| TASK GOAL |
Take the entries that follow and return exactly the lines from the one holding "let mut backoff = backoff;" through the one holding "message = stream.next()", both included. Nothing else is needed.

| MATERIAL TO PROCESS |
◆ ◆ ◆
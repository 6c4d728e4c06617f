use thiserror::Error;

#[derive(Debug, Error)]
pub enum ChatError {
    #[error("Chat channel is not connected.")]
    NotConnected,
    #[error("WebSocket error: {source}")]
    WebSocket {
        #[from]
        source: tokio_tungstenite::tungstenite::Error,
    },
    #[error("Malformed chat payload: {source}")]
    MalformedPayload {
        #[source]
        source: serde_json::Error,
    },
    #[error("Failed to encode outbound message: {source}")]
    Encode {
        #[source]
        source: serde_json::Error,
    },
    #[cfg(test)]
    #[error("Test expectation failed: {message}")]
    TestExpectation { message: &'static str },
    #[cfg(test)]
    #[error("Test expectation failed: {message}: {value}")]
    TestExpectationValue {
        message: &'static str,
        value: String,
    },
}
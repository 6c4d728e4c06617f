use std::time::Duration;

use crate::error::{AppError, AppResult, ValidationError};

/// Longest skip step accepted for `/back` and `/fwd`, in seconds.
const MAX_SKIP_STEP_SECS: u64 = 3_600;

pub(crate) fn parse_duration_arg(s: &str) -> AppResult<Duration> {
    let value = s.trim();
    if value.is_empty() {
        return Err(AppError::validation(ValidationError::DurationEmpty));
    }

    let mut digits_len = 0usize;
    for ch in value.chars() {
        if ch.is_ascii_digit() {
            digits_len = digits_len.saturating_add(1);
        } else {
            break;
        }
    }
    if digits_len == 0 {
        return Err(AppError::validation(
            ValidationError::InvalidDurationFormat {
                value: value.to_owned(),
            },
        ));
    }
    let (num_part, unit_part) = value.split_at(digits_len);
    let number: u64 = num_part.parse().map_err(|err| {
        AppError::validation(ValidationError::InvalidDurationNumber {
            value: value.to_owned(),
            source: err,
        })
    })?;

    let unit = if unit_part.is_empty() { "s" } else { unit_part };
    let duration = match unit {
        "ms" => Duration::from_millis(number),
        "s" => Duration::from_secs(number),
        "m" => {
            let secs = number
                .checked_mul(60)
                .ok_or_else(|| AppError::validation(ValidationError::DurationOverflow))?;
            Duration::from_secs(secs)
        }
        "h" => {
            let secs = number
                .checked_mul(60)
                .and_then(|seconds| seconds.checked_mul(60))
                .ok_or_else(|| AppError::validation(ValidationError::DurationOverflow))?;
            Duration::from_secs(secs)
        }
        _ => {
            return Err(AppError::validation(ValidationError::InvalidDurationUnit {
                unit: unit.to_owned(),
            }));
        }
    };

    if duration.as_millis() == 0 {
        return Err(AppError::validation(ValidationError::DurationZero));
    }

    Ok(duration)
}

pub(crate) fn parse_skip_step(s: &str) -> AppResult<u64> {
    let value: u64 = s.trim().parse().map_err(|err| {
        AppError::validation(ValidationError::InvalidDurationNumber {
            value: s.to_owned(),
            source: err,
        })
    })?;
    if value == 0 || value > MAX_SKIP_STEP_SECS {
        return Err(AppError::validation(ValidationError::SkipStepOutOfRange));
    }
    Ok(value)
}
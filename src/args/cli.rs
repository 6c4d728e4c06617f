use clap::Parser;
use std::time::Duration;

use super::parsers::{parse_duration_arg, parse_skip_step};

/// Default seconds skipped by the `/back` and `/fwd` transport keys.
const DEFAULT_SKIP_STEP_SECS: u64 = 15;

#[derive(Debug, Parser, Clone)]
#[clap(
    version,
    about = "Terminal client for shared screening rooms - live playback timeline, chat relay, push-to-talk gating, and VCR-style transport controls."
)]
pub struct ViewerArgs {
    /// Room server base URL (http(s):// or ws(s)://)
    #[arg(long, short, env = "MATINEE_SERVER")]
    pub server: Option<String>,

    /// Room access token (JWT issued by the room server)
    #[arg(long, short, env = "MATINEE_TOKEN")]
    pub token: Option<String>,

    /// Display name shown to other participants
    #[arg(long, short = 'n')]
    pub name: Option<String>,

    /// Room identifier (defaults to the room granted by the token)
    #[arg(long)]
    pub room: Option<String>,

    /// Path to a config file (.toml or .json)
    #[arg(long, short)]
    pub config: Option<String>,

    /// Seconds skipped by the back/forward transport keys
    #[arg(long = "skip-step", value_parser = parse_skip_step, default_value_t = DEFAULT_SKIP_STEP_SECS)]
    pub skip_step: u64,

    /// Initial reconnect delay for the state feed and chat relay (supports ms/s/m/h)
    #[arg(long = "reconnect-initial", value_parser = parse_duration_arg)]
    pub reconnect_initial: Option<Duration>,

    /// Reconnect delay cap (supports ms/s/m/h)
    #[arg(long = "reconnect-cap", value_parser = parse_duration_arg)]
    pub reconnect_cap: Option<Duration>,

    /// Fetch and print the room server settings, then exit
    #[arg(long = "show-settings")]
    pub show_settings: bool,

    /// Decode and print the access token grants, then exit
    #[arg(long = "inspect-token")]
    pub inspect_token: bool,

    /// Disable the full-screen UI; log state updates to stdout instead
    #[arg(long = "no-ui")]
    pub no_ui: bool,

    /// Disable colored output
    #[arg(long = "no-color")]
    pub no_color: bool,

    /// Verbose logging (debug level)
    #[arg(long, short)]
    pub verbose: bool,
}
//! Chat relay: inbound room chat and the outbound channel that carries both
//! ordinary messages and transport commands.
mod channel;
pub mod commands;
mod wire;

pub use channel::{ChatEvent, ChatHandle, OutboundChat, spawn_chat_relay};
pub use wire::{ChatAuthor, ChatFrame, decode_chat, encode_outbound};
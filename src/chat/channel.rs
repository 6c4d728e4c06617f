use std::time::Duration;

use async_trait::async_trait;
use futures_util::{SinkExt, StreamExt};
use tokio::sync::mpsc;
use tokio_tungstenite::connect_async;
use tokio_tungstenite::tungstenite::Message;
use url::Url;

use crate::error::ChatError;
use crate::feed::Backoff;
use crate::shutdown::ShutdownSender;

use super::wire::{ChatFrame, decode_chat, encode_outbound};

/// Events delivered by the chat relay task.
#[derive(Debug, Clone, PartialEq, Eq)]
pub enum ChatEvent {
    Connected,
    Message(ChatFrame),
    Disconnected { retry_in: Duration },
}

/// Anything that can carry a chat line out of the client. The timeline and
/// transport controls only ever see this seam, never the socket.
#[async_trait]
pub trait OutboundChat: Send + Sync {
    /// # Errors
    ///
    /// Returns an error when the channel is gone.
    async fn send(&self, text: &str) -> Result<(), ChatError>;
}

/// Cloneable handle feeding the relay task's outbound queue.
#[derive(Debug, Clone)]
pub struct ChatHandle {
    outbound_tx: mpsc::Sender<String>,
}

#[async_trait]
impl OutboundChat for ChatHandle {
    async fn send(&self, text: &str) -> Result<(), ChatError> {
        self.outbound_tx
            .send(text.to_owned())
            .await
            .map_err(|_err| ChatError::NotConnected)
    }
}

/// Spawns the chat relay task and returns the outbound handle. Inbound
/// payloads arrive as [`ChatEvent`]s; outbound lines are JSON-encoded and
/// written to the socket. Reconnects like the state feed; outbound lines
/// submitted while disconnected are dropped with a warning.
#[must_use]
pub fn spawn_chat_relay(
    endpoint: Url,
    events_tx: mpsc::Sender<ChatEvent>,
    shutdown_tx: &ShutdownSender,
    backoff: Backoff,
) -> (ChatHandle, tokio::task::JoinHandle<()>) {
    let (outbound_tx, mut outbound_rx) = mpsc::channel::<String>(64);
    let mut shutdown_rx = shutdown_tx.subscribe();

    let task = tokio::spawn(async move {
        let mut backoff = backoff;
        loop {
            let connect = tokio::select! {
                _ = shutdown_rx.recv() => return,
                result = connect_async(endpoint.as_str()) => result,
            };

            match connect {
                Ok((mut stream, _)) => {
                    backoff.reset();
                    tracing::info!("Chat relay connected: {}", endpoint);
                    if events_tx.send(ChatEvent::Connected).await.is_err() {
                        return;
                    }

                    loop {
                        tokio::select! {
                            _ = shutdown_rx.recv() => {
                                drop(stream.close(None).await);
                                return;
                            }
                            outbound = outbound_rx.recv() => match outbound {
                                Some(text) => match encode_outbound(&text) {
                                    Ok(payload) => {
                                        if let Err(err) = stream.send(Message::Text(payload)).await {
                                            tracing::warn!("Chat send failed: {}", err);
                                            break;
                                        }
                                    }
                                    Err(err) => {
                                        tracing::warn!("Dropping unencodable chat line: {}", err);
                                    }
                                },
                                None => {
                                    drop(stream.close(None).await);
                                    return;
                                }
                            },
                            message = stream.next() => match message {
                                Some(Ok(Message::Text(text))) => match decode_chat(&text) {
                                    Ok(frame) => {
                                        if events_tx.send(ChatEvent::Message(frame)).await.is_err() {
                                            return;
                                        }
                                    }
                                    Err(err) => {
                                        tracing::warn!("Skipping malformed chat payload: {}", err);
                                    }
                                },
                                Some(Ok(
                                    Message::Binary(_)
                                    | Message::Ping(_)
                                    | Message::Pong(_)
                                    | Message::Frame(_),
                                )) => {}
                                Some(Ok(Message::Close(_))) | None => {
                                    tracing::info!("Chat relay closed by the server.");
                                    break;
                                }
                                Some(Err(err)) => {
                                    tracing::warn!("Chat relay socket error: {}", err);
                                    break;
                                }
                            },
                        }
                    }
                }
                Err(err) => {
                    tracing::warn!("Chat relay connect failed: {}", err);
                }
            }

            // Drain lines queued while the socket was down rather than
            // replaying stale commands after the reconnect.
            while outbound_rx.try_recv().is_ok() {
                tracing::warn!("Dropping chat line queued while disconnected.");
            }

            let retry_in = backoff.next_delay();
            if events_tx
                .send(ChatEvent::Disconnected { retry_in })
                .await
                .is_err()
            {
                return;
            }
            tokio::select! {
                _ = shutdown_rx.recv() => return,
                () = tokio::time::sleep(retry_in) => {}
            }
        }
    });

    (ChatHandle { outbound_tx }, task)
}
◆ ◆ ◆
| EXERCISE ANSWER |
        let mut backoff = backoff;
        loop {
            let connect = tokio::select! {
                _ = shutdown_rx.recv() => return,
                result = connect_async(endpoint.as_str()) => result,
            };

            match connect {
                Ok((mut stream, _)) => {
                    backoff.reset();
                    tracing::info!("Chat relay connected: {}", endpoint);
                    if events_tx.send(ChatEvent::Connected).await.is_err() {
                        return;
                    }

                    loop {
                        tokio::select! {
                            _ = shutdown_rx.recv() => {
                                drop(stream.close(None).await);
                                return;
                            }
                            outbound = outbound_rx.recv() => match outbound {
                                Some(text) => match encode_outbound(&text) {
                                    Ok(payload) => {
                                        if let Err(err) = stream.send(Message::Text(payload)).await {
                                            tracing::warn!("Chat send failed: {}", err);
                                            break;
                                        }
                                    }
                                    Err(err) => {
                                        tracing::warn!("Dropping unencodable chat line: {}", err);
                                    }
                                },
                                None => {
                                    drop(stream.close(None).await);
                                    return;
                                }
                            },
                            message = stream.next() => match message {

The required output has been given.